• _WHAT IS NEEDED_
Below are lines of data; count those that contain "Tracer" and give the total alone.

• _EXTRACTED MATERIAL_
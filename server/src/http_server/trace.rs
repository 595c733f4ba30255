use tower_http::trace::{MakeSpan, OnResponse};
use tracing::Level;

#[derive(Debug, Clone, Copy)]
pub(crate) struct Tracer;

impl<Body> MakeSpan<Body> for Tracer {
    fn make_span(&mut self, request: &http::Request<Body>) -> tracing::Span {
        tracing::span!(
            Level::INFO,
            "request",
            method = %request.method(),
            route = http_route(request),
            path = %request.uri().path(),
            query = request.uri().query(),
            user_agent = request.headers().get("user-agent").and_then(|h| h.to_str().ok()),
            referer = request.headers().get("referer").and_then(|h| h.to_str().ok()),

            status = tracing::field::Empty,
        )
    }
}

impl<Body> OnResponse<Body> for Tracer {
    fn on_response(
        self,
        response: &http::Response<Body>,
        latency: std::time::Duration,
        span: &tracing::Span,
    ) {
        let status = response.status().as_u16();
        span.record("status", status);

        tracing::event!(
            Level::INFO,
            status,
            latency_ms = latency.as_millis(),
            "request served"
        );
    }
}

// The matched route pattern, not the concrete path, so `/recipes/38` and
// `/recipes/39` land in the same bucket.
fn http_route<B>(request: &http::Request<B>) -> &str {
    match request.extensions().get::<axum::extract::MatchedPath>() {
        Some(matched) => matched.as_str(),
        None => "",
    }
}
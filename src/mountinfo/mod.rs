//! Cgroup mount resolution.
//!
//! Finds the mountpoint of every cgroup v1 hierarchy together with the
//! subsystems attached to it. The watcher only consumes the resulting
//! [`Mount`] list through the [`MountResolver`] trait.
use std::collections::BTreeSet;
use std::fmt;
use std::path::PathBuf;

mod detect;
mod error;
mod parser;

pub use detect::detect_cgroup_mounts;
pub use error::{Error, Result};

/// A mounted cgroup hierarchy and the subsystems attached to it.
#[derive(Debug, Clone, PartialEq, Eq)]
pub struct Mount {
    pub mountpoint: PathBuf,
    pub subsystems: BTreeSet<String>,
}

impl Mount {
    pub fn new<I, S>(mountpoint: impl Into<PathBuf>, subsystems: I) -> Self
    where
        I: IntoIterator<Item = S>,
        S: Into<String>,
    {
        Self {
            mountpoint: mountpoint.into(),
            subsystems: subsystems.into_iter().map(Into::into).collect(),
        }
    }

    pub fn has_subsystem(&self, name: &str) -> bool {
        self.subsystems.contains(name)
    }
}

impl fmt::Display for Mount {
    fn fmt(&self, f: &mut fmt::Formatter<'_>) -> fmt::Result {
        let names: Vec<&str> = self.subsystems.iter().map(String::as_str).collect();
        write!(f, "{} ({})", self.mountpoint.display(), names.join(","))
    }
}

/// Supplies the cgroup mounts currently exposed by the kernel.
pub trait MountResolver: Send + Sync {
    /// # Errors
    ///
    /// Returns an [`Error`] if the mount table cannot be read.
    fn resolve(&self) -> Result<Vec<Mount>>;
}

/// [`MountResolver`] backed by a `mountinfo` file, usually `/proc/self/mountinfo`.
#[derive(Debug, Clone)]
pub struct MountinfoResolver {
    path: PathBuf,
}

impl MountinfoResolver {
    pub fn new(path: impl Into<PathBuf>) -> Self {
        Self { path: path.into() }
    }
}

impl Default for MountinfoResolver {
    fn default() -> Self {
        Self::new("/proc/self/mountinfo")
    }
}

impl MountResolver for MountinfoResolver {
    fn resolve(&self) -> Result<Vec<Mount>> {
        detect_cgroup_mounts(&self.path)
    }
}

/// [`MountResolver`] returning a fixed mount list.
#[derive(Debug, Clone, Default)]
pub struct StaticMounts(pub Vec<Mount>);

impl MountResolver for StaticMounts {
    fn resolve(&self) -> Result<Vec<Mount>> {
        Ok(self.0.clone())
    }
}
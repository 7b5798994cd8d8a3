//! Mountinfo line parser for Linux systems.
//!
//! Parses lines in `/proc/[pid]/mountinfo` format. See
//! [`proc_pid_mountinfo(5)`](https://man7.org/linux/man-pages/man5/proc_pid_mountinfo.5.html)
//! for details on the structure.

/// Represents a parsed mountinfo line.
#[derive(Debug, PartialEq, Eq)]
pub struct MountInfo<'a> {
    /// Root of the mount within the filesystem.
    pub root: &'a str,
    /// Mount point relative to the process's root.
    pub mount_point: &'a str,
    /// Per-mount options, e.g. `rw,nosuid`.
    pub mount_options: &'a str,
    /// Filesystem type (e.g., `ext4`, `cgroup`).
    pub fs_type: &'a str,
    /// Source of the mount (e.g., device).
    pub source: &'a str,
    /// Superblock options. For cgroup v1 mounts these carry the subsystem names.
    pub super_options: &'a str,
}

impl MountInfo<'_> {
    /// Iterates over the comma-separated superblock options.
    pub fn super_options(&self) -> impl Iterator<Item = &str> {
        self.super_options.split(',').filter(|opt| !opt.is_empty())
    }
}

/// Named fields in a mountinfo line.
#[derive(Debug)]
pub enum MountInfoField {
    MountId,
    ParentId,
    MajorMinor,
    Root,
    MountPoint,
    MountOptions,
    FsType,
    Source,
    SuperOptions,
}

impl std::fmt::Display for MountInfoField {
    fn fmt(&self, f: &mut std::fmt::Formatter<'_>) -> std::fmt::Result {
        let name = match self {
            MountInfoField::MountId => "mount_id",
            MountInfoField::ParentId => "parent_id",
            MountInfoField::MajorMinor => "major:minor",
            MountInfoField::Root => "root",
            MountInfoField::MountPoint => "mount_point",
            MountInfoField::MountOptions => "mount_options",
            MountInfoField::FsType => "fs_type",
            MountInfoField::Source => "source",
            MountInfoField::SuperOptions => "super_options",
        };
        write!(f, "{name}")
    }
}

/// Errors that may occur when parsing a mountinfo line.
#[derive(Debug, thiserror::Error)]
#[allow(clippy::enum_variant_names)]
pub enum ParseError {
    #[error("missing separator ` - ` in line: `{0}`")]
    MissingSeparator(String),

    #[error("missing `{field}` in pre-separator section of line: `{line}`")]
    MissingPreSeparatorField { field: MountInfoField, line: String },

    #[error("missing `{field}` in post-separator section of line: `{line}`")]
    MissingPostSeparatorField { field: MountInfoField, line: String },
}

/// Parses a single line of mountinfo data.
///
/// Optional fields (`shared:N`, `master:N`, ...) between the mount options and
/// the ` - ` separator are skipped.
///
/// # Errors
///
/// Returns [`ParseError`] variants for a missing separator or required fields.
pub fn parse_mount_info_line(line: &str) -> Result<MountInfo<'_>, ParseError> {
    let line = line.trim_end_matches('\n');
    let (pre, post) = line
        .split_once(" - ")
        .ok_or_else(|| ParseError::MissingSeparator(line.to_owned()))?;

    let mut pre_fields = pre.split_whitespace();
    let mut pre_field = |field: MountInfoField| {
        pre_fields
            .next()
            .ok_or_else(|| ParseError::MissingPreSeparatorField {
                field,
                line: line.to_owned(),
            })
    };
    pre_field(MountInfoField::MountId)?;
    pre_field(MountInfoField::ParentId)?;
    pre_field(MountInfoField::MajorMinor)?;
    let root = pre_field(MountInfoField::Root)?;
    let mount_point = pre_field(MountInfoField::MountPoint)?;
    let mount_options = pre_field(MountInfoField::MountOptions)?;

    let mut post_fields = post.split_whitespace();
    let mut post_field = |field: MountInfoField| {
        post_fields
            .next()
            .ok_or_else(|| ParseError::MissingPostSeparatorField {
                field,
                line: line.to_owned(),
            })
    };
    let fs_type = post_field(MountInfoField::FsType)?;
    let source = post_field(MountInfoField::Source)?;
    let super_options = post_field(MountInfoField::SuperOptions)?;

    Ok(MountInfo {
        root,
        mount_point,
        mount_options,
        fs_type,
        source,
        super_options,
    })
}
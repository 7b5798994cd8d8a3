use std::collections::BTreeMap;
use std::path::{Path, PathBuf};
use std::sync::{Arc, Mutex};
use std::time::Duration;

use tokio::sync::{mpsc, watch};
use tokio::task::JoinSet;

use super::collect::{CollectionLoop, DispatchTable};
use super::error::{Error, Result};
use super::tree::{CgroupNode, CgroupTree};
use super::watch::{FsEvent, NotifyRegistry, WatchRegistry, WatchState, lock};
use super::{CollectorDispatch, SubsystemKind};
use crate::metrics::MetricsSink;
use crate::mountinfo::MountResolver;

/// Raw events delivered by the filesystem watch primitive.
pub type EventReceiver = mpsc::UnboundedReceiver<notify::Result<notify::Event>>;

enum Lifecycle {
    Idle(EventReceiver),
    Running {
        shutdown: watch::Sender<bool>,
        tasks: JoinSet<()>,
    },
    Stopped,
}

/// Mirrors the requested cgroup subsystems and periodically collects their
/// stats.
///
/// ```no_run
/// # async fn example() -> Result<(), cgwatch::cgroup::Error> {
/// use std::sync::Arc;
/// use std::time::Duration;
///
/// use cgwatch::cgroup::Watcher;
/// use cgwatch::metrics::NoopSink;
/// use cgwatch::mountinfo::MountinfoResolver;
///
/// let mut watcher = Watcher::new(
///     Duration::from_secs(1),
///     ["cpu", "memory"],
///     &MountinfoResolver::default(),
///     Arc::new(NoopSink),
/// )?;
/// watcher.start().await?;
/// // ...
/// watcher.stop().await?;
/// # Ok(())
/// # }
/// ```
pub struct Watcher {
    interval: Duration,
    state: Arc<Mutex<WatchState>>,
    dispatch: DispatchTable,
    sink: Arc<dyn MetricsSink>,
    lifecycle: Lifecycle,
}

impl Watcher {
    /// Resolves the mount of every requested subsystem and creates the
    /// `notify` watcher.
    ///
    /// # Errors
    ///
    /// Fails with [`Error::InvalidInterval`] for a zero interval,
    /// [`Error::UnknownSubsystem`] if a subsystem is not mounted,
    /// [`Error::MountQuery`] if the mounts cannot be listed and
    /// [`Error::WatcherInit`] if the watch primitive cannot be created.
    pub fn new<I>(
        interval: Duration,
        subsystems: I,
        resolver: &dyn MountResolver,
        sink: Arc<dyn MetricsSink>,
    ) -> Result<Self>
    where
        I: IntoIterator,
        I::Item: AsRef<str>,
    {
        check_interval(interval)?;
        let tree = build_tree(subsystems, resolver)?;

        let (tx, rx) = mpsc::unbounded_channel();
        let watcher = notify::recommended_watcher(move |event: notify::Result<notify::Event>| {
            // The receiver is gone once the watcher is stopped.
            let _ = tx.send(event);
        })
        .map_err(Error::WatcherInit)?;

        Ok(Self::from_parts(
            interval,
            tree,
            Box::new(NotifyRegistry::new(watcher)),
            rx,
            sink,
        ))
    }

    /// Like [`Watcher::new`], with a caller-provided watch primitive and the
    /// channel it delivers events on.
    pub fn with_registry<I>(
        interval: Duration,
        subsystems: I,
        resolver: &dyn MountResolver,
        sink: Arc<dyn MetricsSink>,
        registry: Box<dyn WatchRegistry>,
        events: EventReceiver,
    ) -> Result<Self>
    where
        I: IntoIterator,
        I::Item: AsRef<str>,
    {
        check_interval(interval)?;
        let tree = build_tree(subsystems, resolver)?;
        Ok(Self::from_parts(interval, tree, registry, events, sink))
    }

    fn from_parts(
        interval: Duration,
        tree: CgroupTree,
        registry: Box<dyn WatchRegistry>,
        events: EventReceiver,
        sink: Arc<dyn MetricsSink>,
    ) -> Self {
        let dispatch: DispatchTable = tree
            .subsystems()
            .map(|(kind, _)| (kind.clone(), CollectorDispatch::for_kind(kind)))
            .collect();

        for kind in &SubsystemKind::ALL {
            sink.set_subsystem_enabled(kind.name(), tree.mountpoint(kind).is_some());
        }
        for (kind, _) in tree.subsystems() {
            if let SubsystemKind::Unsupported(name) = kind {
                sink.set_subsystem_enabled(name, true);
            }
        }

        Self {
            interval,
            state: Arc::new(Mutex::new(WatchState::new(tree, registry))),
            dispatch,
            sink,
            lifecycle: Lifecycle::Idle(events),
        }
    }

    /// Replaces the collector used for `kind`.
    pub fn with_collector(mut self, kind: SubsystemKind, dispatch: CollectorDispatch) -> Self {
        self.dispatch.insert(kind, dispatch);
        self
    }

    pub fn tree(&self) -> TreeHandle {
        TreeHandle(self.state.clone())
    }

    /// Seeds the tree from the filesystem and spawns the event and
    /// collection loops. The initial walk runs on the blocking pool.
    ///
    /// # Errors
    ///
    /// Fails with [`Error::FilesystemWatch`] if a watch cannot be registered
    /// during the initial walk, and with [`Error::AlreadyStarted`] if called
    /// more than once.
    pub async fn start(&mut self) -> Result<()> {
        if !matches!(self.lifecycle, Lifecycle::Idle(_)) {
            return Err(Error::AlreadyStarted);
        }

        let state = self.state.clone();
        let sink = self.sink.clone();
        tokio::task::spawn_blocking(move || seed_all(&state, sink.as_ref())).await??;

        let Lifecycle::Idle(events) = std::mem::replace(&mut self.lifecycle, Lifecycle::Stopped)
        else {
            return Err(Error::AlreadyStarted);
        };

        let (shutdown, shutdown_rx) = watch::channel(false);
        let mut tasks = JoinSet::new();
        tasks.spawn(run_event_loop(
            events,
            self.state.clone(),
            self.sink.clone(),
            shutdown_rx.clone(),
        ));
        tasks.spawn(
            CollectionLoop::new(
                self.interval,
                self.state.clone(),
                Arc::new(self.dispatch.clone()),
                self.sink.clone(),
            )
            .run(shutdown_rx),
        );

        self.lifecycle = Lifecycle::Running { shutdown, tasks };
        log::info!(
            "cgroup watcher started, collecting every {:?}",
            self.interval
        );
        Ok(())
    }

    /// Signals both loops to stop, waits for them and releases every
    /// filesystem watch.
    ///
    /// # Errors
    ///
    /// Fails with [`Error::FilesystemWatch`] if a watch cannot be released,
    /// [`Error::TaskJoin`] if a loop panicked and [`Error::NotStarted`] if
    /// the watcher is not running.
    pub async fn stop(&mut self) -> Result<()> {
        let (shutdown, mut tasks) =
            match std::mem::replace(&mut self.lifecycle, Lifecycle::Stopped) {
                Lifecycle::Running { shutdown, tasks } => (shutdown, tasks),
                other => {
                    self.lifecycle = other;
                    return Err(Error::NotStarted);
                }
            };

        // Both loops may already have exited.
        let _ = shutdown.send(true);
        let mut joined = Ok(());
        while let Some(result) = tasks.join_next().await {
            if let Err(err) = result {
                log::error!("cgroup watcher task failed: {err}");
                if joined.is_ok() {
                    joined = Err(Error::TaskJoin(err));
                }
            }
        }

        let state = self.state.clone();
        let sink = self.sink.clone();
        let released = tokio::task::spawn_blocking(move || {
            let mut state = lock(&state);
            let released = state.release_all();
            report_watch_counts(&state, sink.as_ref());
            released
        })
        .await?;

        log::info!("cgroup watcher stopped");
        released.and(joined)
    }
}

/// Shared read access to the mirrored tree.
#[derive(Clone)]
pub struct TreeHandle(Arc<Mutex<WatchState>>);

impl TreeHandle {
    /// Copy of every subsystem's tree, keyed by subsystem name.
    pub fn snapshot(&self) -> BTreeMap<String, CgroupNode> {
        lock(&self.0).tree().snapshot()
    }

    pub fn watch_count(&self, kind: &SubsystemKind) -> usize {
        lock(&self.0).watch_count(kind)
    }
}

fn check_interval(interval: Duration) -> Result<()> {
    if interval.is_zero() {
        return Err(Error::InvalidInterval(interval));
    }
    Ok(())
}

/// Mirrors every hierarchy. On failure the watches registered so far are
/// released.
fn seed_all(state: &Mutex<WatchState>, sink: &dyn MetricsSink) -> Result<()> {
    let mut state = lock(state);
    let mountpoints: Vec<PathBuf> = state.tree().mountpoints().map(Path::to_path_buf).collect();
    for mountpoint in mountpoints {
        log::info!("mirroring cgroup hierarchy `{}`", mountpoint.display());
        if let Err(err) = state.seed(&mountpoint) {
            if let Err(release_err) = state.release_all() {
                log::error!("{release_err}");
            }
            return Err(err);
        }
    }
    report_watch_counts(&state, sink);
    Ok(())
}

fn build_tree<I>(subsystems: I, resolver: &dyn MountResolver) -> Result<CgroupTree>
where
    I: IntoIterator,
    I::Item: AsRef<str>,
{
    let mounts = resolver.resolve()?;
    let mut tree = CgroupTree::new();

    for name in subsystems {
        let name = name.as_ref();
        let Some(mount) = mounts.iter().find(|mount| mount.has_subsystem(name)) else {
            return Err(Error::UnknownSubsystem {
                name: name.to_owned(),
                mounts,
            });
        };

        if tree.add_subsystem(SubsystemKind::from_name(name), &mount.mountpoint) {
            log::debug!("cgroup subsystem `{name}` mounted at `{mount}`");
        } else {
            log::debug!("cgroup subsystem `{name}` shares the hierarchy at `{mount}`");
        }
    }

    Ok(tree)
}

fn report_watch_counts(state: &WatchState, sink: &dyn MetricsSink) {
    for (kind, count) in state.watch_counts() {
        sink.set_watch_count(kind.name(), count);
    }
}

/// Applies filesystem events one at a time until shutdown.
async fn run_event_loop(
    mut events: EventReceiver,
    state: Arc<Mutex<WatchState>>,
    sink: Arc<dyn MetricsSink>,
    mut shutdown: watch::Receiver<bool>,
) {
    loop {
        let event = tokio::select! {
            _ = shutdown.changed() => break,
            event = events.recv() => match event {
                Some(event) => event,
                None => break,
            },
        };

        let event = match event {
            Ok(event) => event,
            Err(err) => {
                log::error!("filesystem watch error: {err}");
                continue;
            }
        };
        if event.need_rescan() {
            log::warn!("filesystem events were dropped, the cgroup tree may be stale");
        }

        let fs_events = FsEvent::from_notify(&event);
        if fs_events.is_empty() {
            continue;
        }

        let state = state.clone();
        let sink = sink.clone();
        let applied = tokio::task::spawn_blocking(move || {
            let mut state = lock(&state);
            for event in fs_events {
                let path = event.path().to_path_buf();
                if let Err(err) = state.apply(event) {
                    log::warn!("dropping event for `{}`: {err}", path.display());
                }
            }
            report_watch_counts(&state, sink.as_ref());
        })
        .await;

        if let Err(err) = applied {
            log::error!("failed to apply filesystem event: {err}");
        }
    }
    log::debug!("filesystem event loop stopped");
}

• _RESPONSE TO THE TASK_
3